## What you have to do
Report each line of the data that has "applied" somewhere in it.

## Data supplied

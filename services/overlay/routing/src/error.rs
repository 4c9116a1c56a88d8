//! Routing error types.

use overlay_topology::NodeId;
use thiserror::Error;

/// Routing failures
#[derive(Error, Debug, Clone, PartialEq, Eq)]
pub enum RoutingError {
    /// Target is not reachable from the local node
    #[error("no route to node {target}")]
    NoRoute {
        /// Requested target
        target: NodeId,
    },

    /// Target is the local node itself
    #[error("requested a route from node {target} to itself")]
    RouteToSelf {
        /// Requested target
        target: NodeId,
    },

    /// The snapshot does not contain its own local node
    #[error("local node {local} is not part of the network graph")]
    LocalNodeMissing {
        /// Local node of the snapshot
        local: NodeId,
    },

    /// The snapshot is older than the one already applied
    #[error("snapshot revision {revision} is older than the applied revision {current}")]
    StaleSnapshot {
        /// Revision of the rejected snapshot
        revision: u64,
        /// Revision currently in use
        current: u64,
    },
}
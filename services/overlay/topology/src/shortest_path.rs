//! Single-source shortest path computation.

use crate::graph::{NetworkGraphLink, NodeId};
use std::cmp::Reverse;
use std::collections::{BinaryHeap, HashMap};

/// Minimal graph interface needed to derive a shortest-path tree
pub trait ShortestPathGraph {
    /// Add a vertex; adding a known vertex is a no-op
    fn add_vertex(&mut self, node: NodeId);

    /// Add a directed edge; unknown endpoints are added as vertices
    fn add_edge(&mut self, link: NetworkGraphLink);

    /// Compute, for every node reachable from `source`, the edge by which
    /// it is first reached. `source` itself is not part of the result.
    fn incoming_edges_from(&self, source: &NodeId) -> HashMap<NodeId, NetworkGraphLink>;
}

/// Dijkstra over uniformly weighted edges
#[derive(Debug, Default, Clone)]
pub struct DijkstraGraph {
    index: HashMap<NodeId, usize>,
    vertices: Vec<NodeId>,
    // Outgoing edges per vertex, in insertion order
    outgoing: Vec<Vec<(usize, NetworkGraphLink)>>,
}

impl DijkstraGraph {
    /// Create an empty graph
    pub fn new() -> Self {
        Self::default()
    }

    /// Number of vertices
    pub fn vertex_count(&self) -> usize {
        self.vertices.len()
    }

    fn vertex_index(&mut self, node: NodeId) -> usize {
        if let Some(&idx) = self.index.get(&node) {
            return idx;
        }
        let idx = self.vertices.len();
        self.index.insert(node.clone(), idx);
        self.vertices.push(node);
        self.outgoing.push(Vec::new());
        idx
    }
}

impl ShortestPathGraph for DijkstraGraph {
    fn add_vertex(&mut self, node: NodeId) {
        self.vertex_index(node);
    }

    fn add_edge(&mut self, link: NetworkGraphLink) {
        let from = self.vertex_index(link.source.clone());
        let to = self.vertex_index(link.target.clone());
        self.outgoing[from].push((to, link));
    }

    fn incoming_edges_from(&self, source: &NodeId) -> HashMap<NodeId, NetworkGraphLink> {
        let mut incoming = HashMap::new();
        let start = match self.index.get(source) {
            Some(&idx) => idx,
            None => return incoming,
        };

        let mut distances = vec![u32::MAX; self.vertices.len()];
        let mut previous: Vec<Option<&NetworkGraphLink>> = vec![None; self.vertices.len()];
        let mut unvisited: BinaryHeap<Reverse<(u32, usize)>> = BinaryHeap::new();

        distances[start] = 0;
        unvisited.push(Reverse((0, start)));

        while let Some(Reverse((current_dist, current))) = unvisited.pop() {
            // Skip if we've already found a better path
            if current_dist > distances[current] {
                continue;
            }

            for (neighbor, link) in &self.outgoing[current] {
                let new_dist = current_dist.saturating_add(1);
                // Strict comparison keeps the first edge found at equal cost
                if new_dist < distances[*neighbor] {
                    distances[*neighbor] = new_dist;
                    previous[*neighbor] = Some(link);
                    unvisited.push(Reverse((new_dist, *neighbor)));
                }
            }
        }

        for (idx, link) in previous.into_iter().enumerate() {
            if idx == start {
                continue;
            }
            if let Some(link) = link {
                incoming.insert(self.vertices[idx].clone(), link.clone());
            }
        }
        incoming
    }
}

#[cfg(test)]
mod tests {
    use super::*;

    fn link(id: &str, source: &str, target: &str) -> NetworkGraphLink {
        NetworkGraphLink::new(id, NodeId::from(source), NodeId::from(target))
    }

    #[test]
    fn test_chain() {
        let mut graph = DijkstraGraph::new();
        graph.add_edge(link("ab", "a", "b"));
        graph.add_edge(link("bc", "b", "c"));
        graph.add_vertex(NodeId::from("isolated"));

        let incoming = graph.incoming_edges_from(&NodeId::from("a"));
        assert_eq!(incoming.len(), 2);
        assert_eq!(incoming[&NodeId::from("b")].link_id, "ab");
        assert_eq!(incoming[&NodeId::from("c")].link_id, "bc");
        assert!(!incoming.contains_key(&NodeId::from("a")));
        assert!(!incoming.contains_key(&NodeId::from("isolated")));
    }

    #[test]
    fn test_prefers_shorter_path() {
        let mut graph = DijkstraGraph::new();
        graph.add_edge(link("ab", "a", "b"));
        graph.add_edge(link("bc", "b", "c"));
        graph.add_edge(link("cd", "c", "d"));
        graph.add_edge(link("ad", "a", "d"));

        let incoming = graph.incoming_edges_from(&NodeId::from("a"));
        assert_eq!(incoming[&NodeId::from("d")].link_id, "ad");
    }

    #[test]
    fn test_parallel_links_first_wins() {
        let mut graph = DijkstraGraph::new();
        graph.add_edge(link("ab-1", "a", "b"));
        graph.add_edge(link("ab-2", "a", "b"));

        let incoming = graph.incoming_edges_from(&NodeId::from("a"));
        assert_eq!(incoming[&NodeId::from("b")].link_id, "ab-1");
    }

    #[test]
    fn test_unknown_source() {
        let graph = DijkstraGraph::new();
        assert!(graph.incoming_edges_from(&NodeId::from("x")).is_empty());
    }
}
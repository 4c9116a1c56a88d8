//! Connection setups.
//!
//! A [`ConnectionSetup`] owns the lifecycle of one outbound logical
//! connection. Events are serialized through an unbounded queue and applied
//! to the [`SetupCore`] by a per-setup driver task; the resulting effects
//! (connect attempts, channel closes, retry timers) run on separate tasks and
//! report back as new events.

use crate::channel::{ChannelHandle, MessageChannel, MessageChannelService, MessageChannelState};
use crate::contact_point::NetworkContactPoint;
use crate::error::SessionError;
use crate::listener::ConnectionSetupListener;
use crate::retry::AutoRetryPolicy;
use crate::state::{ConnectionSetupState, DisconnectReason, Effect, SetupCore, SetupEvent};
use std::collections::HashMap;
use std::fmt;
use std::sync::{Arc, Mutex, MutexGuard, Weak};
use std::time::Duration;
use tokio::sync::mpsc;
use tokio::task::JoinHandle;
use tokio::time::Instant;
use tracing::{debug, trace};

/// Polling interval of [`ConnectionSetup::await_state`]
pub const STATE_POLL_INTERVAL: Duration = Duration::from_millis(25);

/// Handle to one outbound logical connection
#[derive(Clone)]
pub struct ConnectionSetup {
    shared: Arc<Shared>,
}

struct Shared {
    id: u64,
    display_name: String,
    contact_point: NetworkContactPoint,
    connect_on_startup: bool,
    core: Mutex<SetupCore>,
    events_tx: mpsc::UnboundedSender<SetupEvent>,
}

impl ConnectionSetup {
    /// Create a setup in DISCONNECTED and start its driver task.
    ///
    /// Must be called from within a tokio runtime.
    pub fn new(
        id: u64,
        contact_point: NetworkContactPoint,
        display_name: impl Into<String>,
        connect_on_startup: bool,
        channel_service: Arc<dyn MessageChannelService>,
        listener: Arc<dyn ConnectionSetupListener>,
    ) -> Self {
        let display_name = display_name.into();
        let policy = AutoRetryPolicy::from_attributes(contact_point.attributes());
        debug!(
            "Creating connection setup {} ({}) for {}, auto-retry: {:?}",
            id, display_name, contact_point, policy
        );

        let (events_tx, events_rx) = mpsc::unbounded_channel();
        let shared = Arc::new(Shared {
            id,
            core: Mutex::new(SetupCore::new(display_name.clone(), policy)),
            display_name,
            contact_point,
            connect_on_startup,
            events_tx,
        });

        let driver = SetupDriver {
            shared: Arc::downgrade(&shared),
            channel_service,
            listener,
            connect_tasks: HashMap::new(),
        };
        tokio::spawn(driver.run(events_rx));

        Self { shared }
    }

    /// Setup id, unique within its [`crate::ConnectionSetupService`]
    pub fn id(&self) -> u64 {
        self.shared.id
    }

    /// Name used in logs and listings
    pub fn display_name(&self) -> &str {
        &self.shared.display_name
    }

    /// Contact point this setup connects to
    pub fn contact_point(&self) -> &NetworkContactPoint {
        &self.shared.contact_point
    }

    /// Whether the setup should be started together with the node
    pub fn connect_on_startup(&self) -> bool {
        self.shared.connect_on_startup
    }

    /// Current state
    pub fn state(&self) -> ConnectionSetupState {
        self.core().state()
    }

    /// Reason of the most recent disconnect
    pub fn last_disconnect_reason(&self) -> Option<DisconnectReason> {
        self.core().last_disconnect_reason()
    }

    /// Active channel while CONNECTED or DISCONNECTING
    pub fn current_channel(&self) -> Option<ChannelHandle> {
        self.core().current_channel().cloned()
    }

    /// Id of the active channel
    pub fn current_channel_id(&self) -> Option<String> {
        self.core()
            .current_channel()
            .map(|c| c.channel_id().to_string())
    }

    /// Id of the most recently established channel, kept after disconnect
    pub fn last_channel_id(&self) -> Option<String> {
        self.core().last_channel_id().map(str::to_string)
    }

    /// Consecutive failed connect attempts
    pub fn consecutive_failures(&self) -> u32 {
        self.core().consecutive_failures()
    }

    /// Request the connection to be established and kept up
    pub fn signal_start_intent(&self) {
        self.post(SetupEvent::StartRequested);
    }

    /// Request the connection to be closed and not retried
    pub fn signal_stop_intent(&self) {
        self.post(SetupEvent::StopRequested);
    }

    /// Report that a channel closed. Channels that are not this setup's
    /// active channel are ignored by the state machine.
    pub fn on_message_channel_closed(&self, channel: &dyn MessageChannel) {
        let channel_id = channel.channel_id().to_string();
        let event = if channel.state() == MessageChannelState::MarkedAsBroken {
            SetupEvent::ChannelBroken { channel_id }
        } else if channel.is_closed_because_remote_closed() {
            SetupEvent::ChannelClosedByRemote { channel_id }
        } else {
            SetupEvent::ChannelClosedByOwnRequest { channel_id }
        };
        self.post(event);
    }

    /// Wait until the setup reaches `target`, polling its state every
    /// [`STATE_POLL_INTERVAL`]
    pub async fn await_state(
        &self,
        target: ConnectionSetupState,
        timeout: Duration,
    ) -> Result<(), SessionError> {
        let deadline = Instant::now() + timeout;
        loop {
            let current = self.state();
            if current == target {
                return Ok(());
            }
            if Instant::now() >= deadline {
                return Err(SessionError::Timeout {
                    expected: target,
                    actual: current,
                    timeout,
                });
            }
            tokio::time::sleep(STATE_POLL_INTERVAL).await;
        }
    }

    fn post(&self, event: SetupEvent) {
        if self.shared.events_tx.send(event).is_err() {
            debug!(
                "Driver of connection {} is gone; dropping event",
                self.shared.display_name
            );
        }
    }

    fn core(&self) -> MutexGuard<'_, SetupCore> {
        self.shared.core.lock().unwrap_or_else(|e| e.into_inner())
    }
}
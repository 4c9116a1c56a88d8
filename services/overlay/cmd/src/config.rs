//! Configuration handling for the overlay node.
//!
//! Settings are read from a YAML file and can be overridden through
//! environment variables and command line flags.

use anyhow::{Context, Result};
use overlay_session::NetworkContactPoint;
use overlay_topology::{NetworkGraph, NodeId};
use serde::{Deserialize, Serialize};
use std::path::Path;
use std::time::Duration;
use tracing::{info, warn};

/// Overlay node configuration
#[derive(Debug, Clone, Serialize, Deserialize)]
#[serde(default)]
pub struct OverlayConfig {
    /// Node id announced in handshakes
    pub node_id: String,
    /// Listen address for inbound connections, e.g. 0.0.0.0:21000
    pub listen: Option<String>,
    /// Outbound connections
    pub connections: Vec<ConnectionConfig>,
    /// Static topology snapshot used for routing
    pub topology: TopologyConfig,
    /// Default wait for connection state changes, e.g. "10s"
    pub await_timeout: String,
}

/// One outbound connection
#[derive(Debug, Clone, Serialize, Deserialize)]
pub struct ConnectionConfig {
    /// Contact point definition, e.g. `relay:21000(autoRetryInitialDelay=10)`
    pub contact_point: NetworkContactPoint,
    /// Name shown in logs
    #[serde(default)]
    pub display_name: Option<String>,
    /// Whether to connect when the node starts
    #[serde(default = "default_connect_on_startup")]
    pub connect_on_startup: bool,
}

/// Static topology description
#[derive(Debug, Clone, Default, Serialize, Deserialize)]
pub struct TopologyConfig {
    /// Directed links between nodes
    #[serde(default)]
    pub links: Vec<LinkConfig>,
}

/// One directed link
#[derive(Debug, Clone, Serialize, Deserialize)]
pub struct LinkConfig {
    /// Link id, unique within the topology
    pub id: String,
    /// Source node id
    pub source: String,
    /// Target node id
    pub target: String,
}

fn default_connect_on_startup() -> bool {
    true
}

impl Default for OverlayConfig {
    fn default() -> Self {
        Self {
            node_id: "overlay-node".to_string(),
            listen: None,
            connections: Vec::new(),
            topology: TopologyConfig::default(),
            await_timeout: "10s".to_string(),
        }
    }
}

impl OverlayConfig {
    /// Load configuration from file and environment variables. A missing or
    /// unparsable file falls back to defaults.
    pub fn load_from_file<P: AsRef<Path>>(config_path: P) -> Result<Self> {
        let path = config_path.as_ref();
        let mut config = match std::fs::read_to_string(path) {
            Ok(content) => match serde_yaml::from_str::<OverlayConfig>(&content) {
                Ok(config) => {
                    info!("Loaded configuration from {:?}", path);
                    config
                }
                Err(e) => {
                    warn!("Failed to parse config file {:?}, using defaults: {}", path, e);
                    Self::default()
                }
            },
            Err(_) => {
                warn!("Config file {:?} not found, using defaults", path);
                Self::default()
            }
        };

        config.apply_environment_overrides();
        config.validate()?;

        info!(
            "Final overlay configuration: node_id={}, listen={:?}, connections={}, topology links={}",
            config.node_id,
            config.listen,
            config.connections.len(),
            config.topology.links.len()
        );
        Ok(config)
    }

    /// Apply environment variable overrides
    fn apply_environment_overrides(&mut self) {
        if let Ok(node_id) = std::env::var("OVERLAY_NODE_ID") {
            if !node_id.is_empty() {
                info!("Node ID overridden by environment: {}", node_id);
                self.node_id = node_id;
            }
        }

        if let Ok(listen) = std::env::var("OVERLAY_LISTEN") {
            info!("Listen address overridden by environment: {}", listen);
            self.listen = if listen.is_empty() { None } else { Some(listen) };
        }
    }

    /// Check values that serde cannot
    pub fn validate(&self) -> Result<()> {
        if self.node_id.trim().is_empty() {
            anyhow::bail!("node_id must not be empty");
        }
        self.await_timeout()?;
        Ok(())
    }

    /// Parsed `await_timeout`
    pub fn await_timeout(&self) -> Result<Duration> {
        humantime::parse_duration(&self.await_timeout)
            .with_context(|| format!("invalid await_timeout '{}'", self.await_timeout))
    }

    /// Wait for connections to close on shutdown. An explicit override wins
    /// over `await_timeout`.
    pub fn shutdown_timeout(&self, override_timeout: Option<Duration>) -> Result<Duration> {
        match override_timeout {
            Some(timeout) => Ok(timeout),
            None => self.await_timeout(),
        }
    }

    /// Build the static topology graph rooted at this node
    pub fn static_topology(&self) -> Result<NetworkGraph> {
        let graph = NetworkGraph::new(NodeId::new(self.node_id.clone()));
        for link in &self.topology.links {
            graph
                .add_link(
                    link.id.clone(),
                    NodeId::new(link.source.clone()),
                    NodeId::new(link.target.clone()),
                )
                .with_context(|| format!("invalid topology link '{}'", link.id))?;
        }
        Ok(graph)
    }
}
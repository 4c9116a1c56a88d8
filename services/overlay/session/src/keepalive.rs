//! Heartbeat keepalive for message channels.
//!
//! Each channel sends a HEARTBEAT on channel 0 every interval. Any inbound
//! frame counts as a sign of life; once `max_missed` heartbeats in a row go
//! unanswered the channel is considered broken.

use std::sync::atomic::{AtomicU32, Ordering};
use std::time::Duration;

/// Default time between two heartbeats
pub const DEFAULT_HEARTBEAT_INTERVAL: Duration = Duration::from_secs(30);

/// Default number of unanswered heartbeats before a channel is broken
pub const DEFAULT_MAX_MISSED_HEARTBEATS: u32 = 3;

/// Keepalive settings of a channel service
#[derive(Debug, Clone, Copy, PartialEq, Eq)]
pub struct KeepaliveConfig {
    /// Time between two heartbeats
    pub interval: Duration,
    /// Unanswered heartbeats tolerated before the channel is broken
    pub max_missed: u32,
}

impl Default for KeepaliveConfig {
    fn default() -> Self {
        Self {
            interval: DEFAULT_HEARTBEAT_INTERVAL,
            max_missed: DEFAULT_MAX_MISSED_HEARTBEATS,
        }
    }
}

/// What to do on a keepalive tick
#[derive(Debug, Clone, Copy, PartialEq, Eq)]
pub enum KeepaliveAction {
    /// Send the next heartbeat
    SendHeartbeat,
    /// Too many heartbeats went unanswered
    Expired {
        /// Heartbeats sent without any inbound traffic
        missed: u32,
    },
}

/// Counts heartbeats that have not been followed by inbound traffic
#[derive(Debug, Default)]
pub struct HeartbeatTracker {
    missed: AtomicU32,
}

impl HeartbeatTracker {
    /// Create a tracker with no outstanding heartbeats
    pub fn new() -> Self {
        Self::default()
    }

    /// Decide on a tick. Counts the heartbeat as outstanding when one is to
    /// be sent.
    pub fn on_tick(&self, max_missed: u32) -> KeepaliveAction {
        let missed = self.missed.fetch_add(1, Ordering::SeqCst);
        if missed >= max_missed {
            KeepaliveAction::Expired { missed }
        } else {
            KeepaliveAction::SendHeartbeat
        }
    }

    /// The remote side showed a sign of life
    pub fn on_inbound(&self) {
        self.missed.store(0, Ordering::SeqCst);
    }

    /// Heartbeats currently outstanding
    pub fn missed(&self) -> u32 {
        self.missed.load(Ordering::SeqCst)
    }
}
//! Wire protocol error types.

use crate::message::MessageType;
use thiserror::Error;

/// Protocol violations and transport failures at the message block layer
#[derive(Error, Debug)]
pub enum ProtocolError {
    /// Type code outside the known set of content types
    #[error("unknown message type code {0}")]
    UnknownType(u8),

    /// Block type does not match what the current decode step expects
    #[error("unexpected message type: expected {expected}, received {actual}")]
    TypeMismatch {
        /// Type the decode operation expects
        expected: MessageType,
        /// Type actually carried by the block
        actual: MessageType,
    },

    /// Structured payload could not be parsed
    #[error("failed to decode {message_type} payload: {reason}")]
    MalformedPayload {
        /// Type of the block being decoded
        message_type: MessageType,
        /// Underlying parser message
        reason: String,
    },

    /// Structured payload could not be serialized
    #[error("failed to encode {message_type} payload: {reason}")]
    Encode {
        /// Type of the block being encoded
        message_type: MessageType,
        /// Underlying serializer message
        reason: String,
    },

    /// Payload exceeds the maximum block data length
    #[error("block data length {0} exceeds limit {1}")]
    BlockTooLarge(usize, usize),

    /// Received bytes would exceed the size declared for a stream transfer
    #[error("received {received} bytes, exceeding the declared total of {declared} bytes")]
    SizeExceeded {
        /// Bytes received including the offending block
        received: u64,
        /// Declared total size of the transfer
        declared: u64,
    },

    /// Attempt to cut a chunk from a fully consumed source
    #[error("attempted to read a chunk from an exhausted source")]
    SourceExhausted,

    /// Stream wrapper used after its transfer completed or was aborted
    #[error("stream transfer already completed")]
    TransferComplete,

    /// Invalid or missing handshake data
    #[error("handshake failed: {0}")]
    Handshake(String),

    /// Underlying I/O failure
    #[error("i/o error: {0}")]
    Io(#[from] std::io::Error),
}

impl ProtocolError {
    /// Whether this error stems from the transport rather than from peer behavior
    pub fn is_io(&self) -> bool {
        matches!(self, ProtocolError::Io(_))
    }
}
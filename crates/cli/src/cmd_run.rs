// SPDX-License-Identifier: MIT
// Copyright (c) 2026 Alfred Jean LLC

//! Default command: sync dependencies and test every service.

use std::io::{IsTerminal, Write};
use std::path::{Path, PathBuf};

use anyhow::Context;
use termcolor::StandardStream;

use svctest::cli::{Cli, OutputFormat};
use svctest::command::SystemRunner;
use svctest::config::{self, Config, Order};
use svctest::discovery;
use svctest::error::Error;
use svctest::orchestrator::{Orchestrator, RunOptions};
use svctest::report::{self, Banner};

/// Run the orchestrator and return the process exit code.
pub fn run(cli: &Cli) -> anyhow::Result<i32> {
    let cwd = std::env::current_dir().context("failed to read current directory")?;

    // An explicit config decides the services directory used to find the root.
    let explicit = match &cli.config {
        Some(path) => Some(config::load(&absolute(&cwd, path))?),
        None => None,
    };

    let root = resolve_root(cli, &cwd, explicit.as_ref())?;
    let config = match explicit {
        Some(config) => config,
        None => config::load_or_default(&root)?,
    };
    tracing::debug!("repository root: {}", root.display());

    let options = RunOptions {
        sync: !cli.no_sync,
        order: if cli.sorted { Order::Sorted } else { config.order },
        only: cli.services.clone(),
    };
    let runner = SystemRunner;
    let orchestrator = Orchestrator::new(&root, &config, &runner);

    if cli.list {
        let services = orchestrator.plan(&options)?;
        let mut stdout = std::io::stdout().lock();
        for service in &services {
            writeln!(stdout, "{}", service.name)?;
        }
        return Ok(0);
    }

    let summary = match cli.output {
        OutputFormat::Text => {
            let choice = cli.color.choice(cli.no_color, std::io::stdout().is_terminal());
            let mut progress = Banner::new(StandardStream::stdout(choice));
            let summary = orchestrator.run(&options, &mut progress)?;
            if let Err(e) = report::write_text(&summary, &mut progress.into_inner()) {
                tracing::warn!("failed to write summary: {}", e);
            }
            summary
        }
        OutputFormat::Json => {
            // Keep stdout parseable: banners go to stderr.
            let choice = cli.color.choice(cli.no_color, std::io::stderr().is_terminal());
            let mut progress = Banner::new(StandardStream::stderr(choice));
            let summary = orchestrator.run(&options, &mut progress)?;
            if let Err(e) = report::write_json(&summary, &mut std::io::stdout().lock()) {
                tracing::warn!("failed to write summary: {}", e);
            }
            summary
        }
    };

    Ok(summary.exit_code)
}

fn resolve_root(cli: &Cli, cwd: &Path, explicit: Option<&Config>) -> anyhow::Result<PathBuf> {
    if let Some(root) = &cli.root {
        return Ok(absolute(cwd, root));
    }
    let services_dir = explicit.map_or_else(
        || PathBuf::from(config::defaults::SERVICES_DIR),
        |c| c.services_dir.clone(),
    );
    discovery::find_root(cwd, &services_dir)
        .ok_or_else(|| Error::RootNotFound { start: cwd.to_path_buf(), marker: services_dir }.into())
}

fn absolute(cwd: &Path, path: &Path) -> PathBuf {
    if path.is_absolute() { path.to_path_buf() } else { cwd.join(path) }
}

## Response box
    /// The snapshot is older than the one already applied
    #[error("snapshot revision {revision} is older than the applied revision {current}")]
//! connection. Events are serialized through an unbounded queue and applied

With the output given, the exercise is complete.